C₃₂ glucose-6-O-monomycolate (G-6-MM) was synthesized from 3-tert-butyldimethylsilylated mycolic acid and 1,2,3,4-tetra-O-tert-butyldimethylsilylated glucose as described 12,27. Glucose-3-O-monomycolate (G-3-MM) was synthesized using a similar strategy except that 4,6-O-benzylidene-1,2-O-isopropylidene derivative of glucose was used to couple via a 3-linkage. Synthetic C₃₂ mycolic acid was methylated and resolved in chloroform on preparative silica TLC plates to yield the 2R, 3R plus 2S, 3S enantiomeric pair with a retardation factor (R_f) of 0.42, and the 2R, 3S plus 2S, 3R enantiomeric pair with an R_f of 0.52, as determined by previous reports and comparison with methyl esters of the natural C₃₂ 2R, 3R mycolate standard from R. equi 27. These mycolic acid methyl esters were glucosylated as described and used in T cell assays 27. To confirm that the glucosylation reaction did not racemize the mycolic acids, GMMs were resaponified, methylated, and resolved on analytical TLC as described above.
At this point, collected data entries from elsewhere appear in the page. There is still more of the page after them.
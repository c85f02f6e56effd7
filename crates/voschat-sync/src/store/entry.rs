//! Stored entries and their ordering key.

use crate::types::Message;
use chrono::{DateTime, Utc};
use std::cmp::Ordering;
use std::fmt;
use uuid::Uuid;

/// Handle for a message inserted before the server acknowledged it.
#[derive(Debug, Clone, Copy, PartialEq, Eq, Hash)]
pub struct LocalId(Uuid);

impl LocalId {
    pub(crate) fn new() -> Self {
        LocalId(Uuid::new_v4())
    }
}

impl fmt::Display for LocalId {
    fn fmt(&self, f: &mut fmt::Formatter<'_>) -> fmt::Result {
        write!(f, "local-{}", self.0)
    }
}

/// Position of a timestamp in the store order.
///
/// Variant order is significant: stamps that are not ISO-8601 sort
/// lexically ahead of parsed instants, and entries without a stamp trail
/// everything.
#[derive(Debug, Clone, PartialEq, Eq, PartialOrd, Ord)]
pub(crate) enum TimeKey {
    Unparsed(String),
    At(DateTime<Utc>),
    Missing,
}

impl TimeKey {
    pub(crate) fn of(message: &Message) -> Self {
        match (&message.timestamp, message.timestamp_instant()) {
            (_, Some(instant)) => TimeKey::At(instant),
            (Some(raw), None) => TimeKey::Unparsed(raw.clone()),
            (None, None) => TimeKey::Missing,
        }
    }
}

#[derive(Debug, Clone)]
pub(crate) struct Entry {
    pub(crate) message: Message,
    /// Arrival counter; breaks ties between equal timestamps.
    pub(crate) seq: u64,
    pub(crate) time: TimeKey,
    pub(crate) local: Option<LocalId>,
    /// Inserted locally and not yet confirmed by the server.
    pub(crate) pending: bool,
}

impl Entry {
    pub(crate) fn new(message: Message, seq: u64) -> Self {
        Entry {
            time: TimeKey::of(&message),
            message,
            seq,
            local: None,
            pending: false,
        }
    }

    pub(crate) fn pending(message: Message, seq: u64, local: LocalId) -> Self {
        Entry {
            local: Some(local),
            pending: true,
            ..Entry::new(message, seq)
        }
    }

    /// Swap in a newer copy of the same message, keeping arrival position.
    pub(crate) fn replace(&mut self, message: Message) -> bool {
        if self.message == message {
            return false;
        }
        self.time = TimeKey::of(&message);
        self.message = message;
        true
    }

    /// Sent from here and not yet matched with the server's stored copy.
    pub(crate) fn awaiting_server_copy(&self) -> bool {
        self.local.is_some() && self.message.id.is_none()
    }

    pub(crate) fn has_id(&self, id: &str) -> bool {
        self.message.id.as_deref() == Some(id)
    }

    pub(crate) fn cmp_order(&self, other: &Entry) -> Ordering {
        self.time
            .cmp(&other.time)
            .then_with(|| self.seq.cmp(&other.seq))
    }
}
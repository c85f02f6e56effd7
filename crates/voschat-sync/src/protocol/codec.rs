//! Wire codec for records exchanged with the chat server.
//!
//! Field names are fixed by the serde attributes on the record types.
//! Decoding is all-or-nothing: a structural error or a failed
//! [`WireRecord::validate`] rejects the whole payload.

use crate::error::CodecError;
use crate::protocol::constants::frames;
use crate::types::{
    ApiResponse, Chat, CreateChatRequest, Envelope, FileInfo, Message, PresenceEvent, User,
};
use bytes::Bytes;
use serde::de::DeserializeOwned;
use serde::Serialize;
use serde_json::Value;

type CodecResult<T> = std::result::Result<T, CodecError>;

/// A record with a fixed wire schema.
pub trait WireRecord: Serialize + DeserializeOwned {
    const KIND: &'static str;

    /// Semantic checks serde cannot express.
    fn validate(&self) -> std::result::Result<(), String> {
        Ok(())
    }
}

fn require(field: &str, value: &str) -> std::result::Result<(), String> {
    if value.trim().is_empty() {
        Err(format!("`{}` must not be empty", field))
    } else {
        Ok(())
    }
}

impl WireRecord for Message {
    const KIND: &'static str = "Message";

    fn validate(&self) -> std::result::Result<(), String> {
        require("from", &self.from)?;
        if let Some(id) = &self.id {
            require("id", id)?;
        }
        if let Some(file) = &self.file_info {
            file.validate()?;
        }
        Ok(())
    }
}

impl WireRecord for FileInfo {
    const KIND: &'static str = "FileInfo";

    fn validate(&self) -> std::result::Result<(), String> {
        require("id", self.id())?;
        require("file_url", self.file_url())
    }
}

impl WireRecord for User {
    const KIND: &'static str = "User";

    fn validate(&self) -> std::result::Result<(), String> {
        require("id", &self.id)
    }
}

impl WireRecord for Chat {
    const KIND: &'static str = "Chat";

    fn validate(&self) -> std::result::Result<(), String> {
        require("id", &self.id)
    }
}

impl WireRecord for CreateChatRequest {
    const KIND: &'static str = "CreateChatRequest";

    fn validate(&self) -> std::result::Result<(), String> {
        require("name", &self.name)
    }
}

impl WireRecord for PresenceEvent {
    const KIND: &'static str = "UserStatus";

    fn validate(&self) -> std::result::Result<(), String> {
        require("type", &self.kind)?;
        require("user_id", &self.user_id)
    }
}

/// Untyped payload, for acknowledgements whose `data` is not inspected.
impl WireRecord for Value {
    const KIND: &'static str = "value";
}

impl<T: WireRecord> WireRecord for Vec<T> {
    const KIND: &'static str = "list";

    fn validate(&self) -> std::result::Result<(), String> {
        self.iter().enumerate().try_for_each(|(i, item)| {
            item.validate()
                .map_err(|reason| format!("{}[{}]: {}", T::KIND, i, reason))
        })
    }
}

fn checked<T: WireRecord>(record: T) -> CodecResult<T> {
    record
        .validate()
        .map_err(|reason| CodecError::Invalid {
            kind: T::KIND,
            reason,
        })?;
    Ok(record)
}

/// Serialize a record to its JSON wire form.
pub fn encode<T: WireRecord>(record: &T) -> CodecResult<Bytes> {
    serde_json::to_vec(record)
        .map(Bytes::from)
        .map_err(|e| CodecError::Encode {
            kind: T::KIND,
            reason: e.to_string(),
        })
}

/// Serialize a record to a JSON text frame.
pub fn encode_text<T: WireRecord>(record: &T) -> CodecResult<String> {
    serde_json::to_string(record).map_err(|e| CodecError::Encode {
        kind: T::KIND,
        reason: e.to_string(),
    })
}

/// Decode a record; the record kind is selected by `T`.
pub fn decode<T: WireRecord>(bytes: &[u8]) -> CodecResult<T> {
    let record: T = serde_json::from_slice(bytes).map_err(|e| CodecError::Structure {
        kind: T::KIND,
        reason: e.to_string(),
    })?;
    checked(record)
}

/// Decode a `{success, data?, error?}` response whose payload is a `T`.
pub fn decode_response<T: WireRecord>(bytes: &[u8]) -> CodecResult<ApiResponse<T>> {
    let response: ApiResponse<T> =
        serde_json::from_slice(bytes).map_err(|e| CodecError::Structure {
            kind: T::KIND,
            reason: e.to_string(),
        })?;
    if let Some(data) = &response.data {
        data.validate().map_err(|reason| CodecError::Invalid {
            kind: T::KIND,
            reason,
        })?;
    }
    Ok(response)
}

/// Decode a realtime text frame.
///
/// A `type` field other than `"message"` selects the presence schema;
/// frames without one are messages.
pub fn decode_frame(text: &str) -> CodecResult<Envelope> {
    let value: Value = serde_json::from_str(text).map_err(|e| CodecError::Structure {
        kind: "frame",
        reason: e.to_string(),
    })?;
    let Value::Object(fields) = &value else {
        return Err(CodecError::Structure {
            kind: "frame",
            reason: "frame is not a JSON object".to_string(),
        });
    };

    let is_presence = match fields.get(frames::TYPE_FIELD) {
        None | Some(Value::Null) => false,
        Some(Value::String(tag)) => tag != frames::MESSAGE,
        Some(other) => {
            return Err(CodecError::Invalid {
                kind: "frame",
                reason: format!("`type` must be a string, got {}", other),
            })
        }
    };

    if is_presence {
        from_value::<PresenceEvent>(value).map(Envelope::Presence)
    } else {
        from_value::<Message>(value).map(Envelope::Message)
    }
}

fn from_value<T: WireRecord>(value: Value) -> CodecResult<T> {
    let record: T = serde_json::from_value(value).map_err(|e| CodecError::Structure {
        kind: T::KIND,
        reason: e.to_string(),
    })?;
    checked(record)
}

#[cfg(test)]
mod tests {
    use super::*;

    #[test]
    fn test_message_field_mapping() {
        let msg = Message::new("a", "b", "hi")
            .with_chat("room-1")
            .with_file(FileInfo::new("f1", "cat.png", 1024, "image/png", "/files/f1"));
        let json: Value = serde_json::from_slice(&encode(&msg).unwrap()).unwrap();
        assert_eq!(json["chat_id"], "room-1");
        assert_eq!(json["file_info"]["file_name"], "cat.png");
        assert_eq!(json["file_info"]["file_size"], 1024);
        assert!(json.get("id").is_none());
        assert!(json.get("timestamp").is_none());
        assert!(json.get("chatId").is_none());
    }

    #[test]
    fn test_decode_user() {
        let user: User = decode(
            br#"{"id":"1","username":"vos","created":"2024-01-01T00:00:00Z","last_seen":"2024-05-01T10:00:00Z"}"#,
        )
        .unwrap();
        assert_eq!(user.username, "vos");
        assert!(user.last_seen_at().is_some());
    }

    #[test]
    fn test_decode_chat() {
        let chat: Chat = decode(
            br#"{"id":"c1","name":"team","members":["b","a"],"is_group":true,"created":"2024-01-01T00:00:00Z"}"#,
        )
        .unwrap();
        assert!(chat.is_group);
        assert!(chat.has_member("a"));
    }

    #[test]
    fn test_missing_required_field_rejects_payload() {
        let err = decode::<Message>(br#"{"content":"hi","from":"a"}"#).unwrap_err();
        assert!(matches!(err, CodecError::Structure { kind: "Message", .. }));
    }

    #[test]
    fn test_nested_invalid_file_rejects_message() {
        let err = decode::<Message>(
            br#"{"content":"x","from":"a","to":"b","file_info":{"id":"","file_name":"n","file_size":1,"file_type":"t","file_url":"u"}}"#,
        )
        .unwrap_err();
        assert!(matches!(err, CodecError::Invalid { kind: "Message", .. }));
    }

    #[test]
    fn test_list_rejects_whole_payload_on_one_bad_item() {
        let err = decode::<Vec<Message>>(
            br#"[{"content":"ok","from":"a","to":"b"},{"content":"bad","from":"","to":"b"}]"#,
        )
        .unwrap_err();
        match err {
            CodecError::Invalid { reason, .. } => assert!(reason.contains("Message[1]")),
            other => panic!("unexpected: {:?}", other),
        }
    }

    #[test]
    fn test_unknown_fields_are_tolerated() {
        let msg: Message =
            decode(br#"{"content":"hi","from":"a","to":"b","edited":false}"#).unwrap();
        assert_eq!(msg.content, "hi");
    }

    #[test]
    fn test_decode_response_validates_data() {
        let err = decode_response::<FileInfo>(
            br#"{"success":true,"data":{"id":"f","file_name":"n","file_size":1,"file_type":"t","file_url":""}}"#,
        )
        .unwrap_err();
        assert!(matches!(err, CodecError::Invalid { kind: "FileInfo", .. }));

        let resp =
            decode_response::<Vec<Message>>(br#"{"success":false,"error":"boom"}"#).unwrap();
        assert!(!resp.success);
        assert_eq!(resp.error.as_deref(), Some("boom"));
    }

    #[test]
    fn test_frame_with_status_tag_is_presence() {
        let env = decode_frame(
            r#"{"type":"status","user_id":"7","online":true,"last_seen":"2024-05-01T10:00:00Z"}"#,
        )
        .unwrap();
        assert_eq!(
            env,
            Envelope::Presence(PresenceEvent::status("7", true, "2024-05-01T10:00:00Z"))
        );
    }

    #[test]
    fn test_untagged_frame_is_message() {
        let env = decode_frame(r#"{"id":"1","content":"hi","from":"a","to":"b"}"#).unwrap();
        assert!(matches!(env, Envelope::Message(m) if m.id.as_deref() == Some("1")));
    }

    #[test]
    fn test_explicit_message_tag() {
        let env =
            decode_frame(r#"{"type":"message","content":"hi","from":"a","to":"b"}"#).unwrap();
        assert!(matches!(env, Envelope::Message(_)));
    }

    #[test]
    fn test_tagged_frame_is_not_retried_as_message() {
        // Tagged as presence but shaped like a message: rejected, not reinterpreted.
        let err = decode_frame(r#"{"type":"status","content":"hi","from":"a","to":"b"}"#)
            .unwrap_err();
        assert!(matches!(err, CodecError::Structure { kind: "UserStatus", .. }));
    }

    #[test]
    fn test_malformed_frames() {
        assert!(decode_frame("not json").is_err());
        assert!(decode_frame("[1,2]").is_err());
        assert!(decode_frame(r#"{"type":5}"#).is_err());
    }

    #[test]
    fn test_file_info_survives_encode_decode() {
        let info = FileInfo::new("f9", "report.pdf", 52_133, "application/pdf", "/files/f9");
        let back: FileInfo = decode(&encode(&info).unwrap()).unwrap();
        assert_eq!(back, info);
    }
}
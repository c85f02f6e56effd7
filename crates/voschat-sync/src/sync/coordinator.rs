//! Ties the REST client, realtime channel and store together for one scope.

use crate::error::{Result, SyncError};
use crate::realtime::{ChannelEvent, ChannelState, RealtimeChannel};
use crate::store::{Delta, MessageStore};
use crate::traits::{ChatApi, SendReceipt};
use crate::types::{Chat, FileInfo, Message, PresenceEvent, Scope};
use bytes::Bytes;
use parking_lot::Mutex;
use std::sync::Arc;
use tokio::task::JoinHandle;
use tracing::{debug, info, warn};

/// Content used for file messages sent without a caption.
pub const DEFAULT_FILE_CONTENT: &str = "File sent";

type PresenceSubscribers = Arc<Mutex<Vec<async_channel::Sender<PresenceEvent>>>>;

/// Keeps a [`MessageStore`] in sync with the server for one [`Scope`].
///
/// History is fetched over REST while live frames queue up in the channel
/// subscription; once history is committed the queue is drained in arrival
/// order, so a live message never lands ahead of the page it follows.
pub struct SyncCoordinator {
    api: Arc<dyn ChatApi>,
    channel: RealtimeChannel,
    store: MessageStore,
    presence: PresenceSubscribers,
    session: Mutex<Session>,
}

#[derive(Default)]
struct Session {
    scope: Option<Scope>,
    pump: Option<JoinHandle<()>>,
}

impl SyncCoordinator {
    pub fn new(api: Arc<dyn ChatApi>, channel: RealtimeChannel) -> Self {
        Self::with_store(api, channel, MessageStore::new())
    }

    pub fn with_store(
        api: Arc<dyn ChatApi>,
        channel: RealtimeChannel,
        store: MessageStore,
    ) -> Self {
        Self {
            api,
            channel,
            store,
            presence: Arc::new(Mutex::new(Vec::new())),
            session: Mutex::new(Session::default()),
        }
    }

    pub fn store(&self) -> &MessageStore {
        &self.store
    }

    pub fn channel(&self) -> &RealtimeChannel {
        &self.channel
    }

    pub fn scope(&self) -> Option<Scope> {
        self.session.lock().scope.clone()
    }

    /// Presence notifications from now on. Ends when the coordinator stops.
    pub fn presence(&self) -> async_channel::Receiver<PresenceEvent> {
        let (tx, rx) = async_channel::unbounded();
        self.presence.lock().push(tx);
        rx
    }

    /// Connect, load history for `scope`, then apply live events.
    ///
    /// Dropping the returned future before it completes closes the channel
    /// and releases the scope, as a failed history fetch does.
    pub async fn start(&self, scope: Scope) -> Result<()> {
        {
            let mut session = self.session.lock();
            if session.scope.is_some() {
                return Err(SyncError::InvalidState(format!(
                    "already syncing {}",
                    scope
                )));
            }
            session.scope = Some(scope.clone());
        }
        let mut claim = StartClaim {
            coordinator: self,
            committed: false,
        };

        // Subscribe before connecting so no frame between open and the
        // history commit is lost.
        let events = self.channel.subscribe();
        self.channel.connect()?;

        let history = fetch_history(self.api.as_ref(), &scope)
            .await
            .inspect_err(|e| warn!("[Sync] {}: history fetch failed: {}", scope, e))?;
        let inserted = self.store.ingest_history(history);
        info!("[Sync] {}: loaded {} messages", scope, inserted);

        let pump = tokio::spawn(pump(
            Arc::clone(&self.api),
            self.store.clone(),
            Arc::clone(&self.presence),
            scope,
            events,
        ));
        self.session.lock().pump = Some(pump);
        claim.committed = true;
        Ok(())
    }

    /// Close the channel and detach every listener. Safe to call repeatedly.
    pub fn stop(&self) {
        self.channel.close();
        if let Some(pump) = self.session.lock().pump.take() {
            pump.abort();
        }
        self.store.clear_subscriptions();
        self.presence.lock().clear();
    }

    /// Send a message, showing it in the store until the server answers.
    pub async fn send(&self, message: Message) -> Result<SendReceipt> {
        let visible = self
            .scope()
            .map_or(true, |scope| scope.contains(&message));
        let local = visible.then(|| self.store.insert_pending(message.clone()));

        match self.api.send_message(&message).await {
            Ok(receipt) => {
                if let Some(local) = local {
                    self.store.acknowledge(local, receipt.message.clone());
                }
                Ok(receipt)
            }
            Err(e) => {
                warn!("[Sync] send from {} failed: {}", message.from, e);
                if let Some(local) = local {
                    self.store.discard_pending(local);
                }
                Err(e)
            }
        }
    }

    /// Upload `data` and send a message carrying the returned file metadata.
    ///
    /// `template` supplies sender, recipient and optional caption.
    pub async fn send_file(
        &self,
        data: Bytes,
        filename: &str,
        template: Message,
    ) -> Result<SendReceipt> {
        let info = self.api.upload_file(data, filename).await?;
        debug!("[Sync] uploaded {} as {}", filename, info.id());
        let mut message = template.with_file(info);
        if message.content.trim().is_empty() {
            message.content = DEFAULT_FILE_CONTENT.to_string();
        }
        self.send(message).await
    }

    /// Delete on the server, then locally. A `NotFound` from the server
    /// still removes the local copy and is returned to the caller.
    pub async fn delete(&self, id: &str) -> Result<()> {
        match self.api.delete_message(id).await {
            Ok(()) => {
                self.store.remove(id);
                Ok(())
            }
            Err(e) if e.is_not_found() => {
                self.store.remove(id);
                Err(e)
            }
            Err(e) => Err(e),
        }
    }

    pub async fn create_chat(&self, name: &str, members: &[String]) -> Result<Chat> {
        self.api.create_chat(name, members).await
    }

    pub async fn download_file(&self, file: &FileInfo) -> Result<Bytes> {
        self.api.download_file(file).await
    }
}

/// Undoes a `start` that did not reach its commit, including one whose
/// future was dropped mid-fetch.
struct StartClaim<'a> {
    coordinator: &'a SyncCoordinator,
    committed: bool,
}

impl Drop for StartClaim<'_> {
    fn drop(&mut self) {
        if self.committed {
            return;
        }
        debug!("[Sync] start abandoned, closing channel");
        self.coordinator.channel.close();
        self.coordinator.session.lock().scope = None;
    }
}

impl Drop for SyncCoordinator {
    fn drop(&mut self) {
        if let Some(pump) = self.session.get_mut().pump.take() {
            pump.abort();
        }
    }
}

async fn fetch_history(api: &dyn ChatApi, scope: &Scope) -> Result<Vec<Message>> {
    let history = match scope {
        Scope::All | Scope::Group { .. } => api.list_messages().await?,
        Scope::Direct { user, peer } => api.list_messages_between(user, peer).await?,
    };
    Ok(history.into_iter().filter(|m| scope.contains(m)).collect())
}

fn forward_presence(subscribers: &PresenceSubscribers, event: PresenceEvent) {
    subscribers
        .lock()
        .retain(|tx| tx.try_send(event.clone()).is_ok());
}

async fn pump(
    api: Arc<dyn ChatApi>,
    store: MessageStore,
    presence: PresenceSubscribers,
    scope: Scope,
    events: async_channel::Receiver<ChannelEvent>,
) {
    let mut opened = false;

    while let Ok(event) = events.recv().await {
        match event {
            ChannelEvent::Message(message) => {
                if !scope.contains(&message) {
                    continue;
                }
                match store.ingest_live(message) {
                    Delta::Duplicate => debug!("[Sync] {}: duplicate live message", scope),
                    delta => debug!("[Sync] {}: live message {:?}", scope, delta),
                }
            }
            ChannelEvent::Presence(event) => forward_presence(&presence, event),
            ChannelEvent::State(ChannelState::Connected) => {
                if opened {
                    // Reconnected: fill whatever was missed while down.
                    match fetch_history(api.as_ref(), &scope).await {
                        Ok(history) => {
                            let inserted = store.ingest_history(history);
                            info!("[Sync] {}: resync added {} messages", scope, inserted);
                        }
                        Err(e) => warn!("[Sync] {}: resync failed: {}", scope, e),
                    }
                }
                opened = true;
            }
            ChannelEvent::State(state) => debug!("[Sync] {}: channel {}", scope, state),
            ChannelEvent::Diagnostic(diagnostic) => {
                debug!("[Sync] {}: {}", scope, diagnostic)
            }
        }
    }

    debug!("[Sync] {}: event stream ended", scope);
}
M. tuberculosis trehalose dimycolate, arabinomycolate, glycerol mycolate, and mycolylphospholipid (Myc PL) were purified as described 12,28. The M. avium hexose phosphoisoprenoid antigen that stimulates the T cell line CD8-1 was partially purified from M. avium as described 14. This organic phase was dried under nitrogen, resuspended in chloroform, and loaded on an open silica column that was sequentially eluted with chloroform, acetone, and methanol as described 12. The mixture of methanol-eluting lipids was weighed and used as a source of antigen. The chemical identities of the pure lipid antigens were confirmed using analytical TLC, electrospray ionization mass spectroscopy (Quattro II triple quadrupole mass spectrometer; Micromass), and nuclear magnetic resonance (NMR) (ACE 300; Bruker).

LDN5, a TCR-α/β⁺CD4⁻CD8⁻ T cell line, was isolated from a skin biopsy specimen of a human subject with an asymptomatic infection with M. leprae diagnosed on the basis of a positive intradermal skin test and a clinical history of contact with a leprosy patient 12. CD8-1, a TCR-α/β⁺CD4⁻CD8⁺ T cell line, was derived from the peripheral blood of a random donor 10. CD1⁺ monocyte-derived dendritic cells were prepared from random donor peripheral blood by centrifugation (670 g for 15 min) over Ficoll-Hypaque, adherence to plastic tissue culture flasks (Falcon), culture of adherent cells with 300 U/ml granulocyte/monocyte-colony stimulating factor and 400 U/ml IL-4 for 72–96 h, followed by γ-irradiation (5,000 rads). T cells were cultured at a 1:1 ratio with irradiated monocyte-derived dendritic cells in 24-well plates in T cell media (RPMI 1640 supplemented with 10% FCS [Hyclone], l-glutamine, essential amino acids, nonessential amino acids, 2-mercaptoethanol [GIBCO BRL], and 1 nM recombinant human IL-2 [Ajinomoto]). T cell lines were restimulated every 14–28 d with fresh irradiated monocyte-derived dendritic cells and T cell media containing 5 μg/ml of M. tuberculosis or M. phlei sonicate. C1R lymphoblastoid cells transfected with the vector pSRα-NEO containing the cDNAs encoding human CD1a, CD1b, or CD1c were also used as APCs in cellular assays to determine restriction 11.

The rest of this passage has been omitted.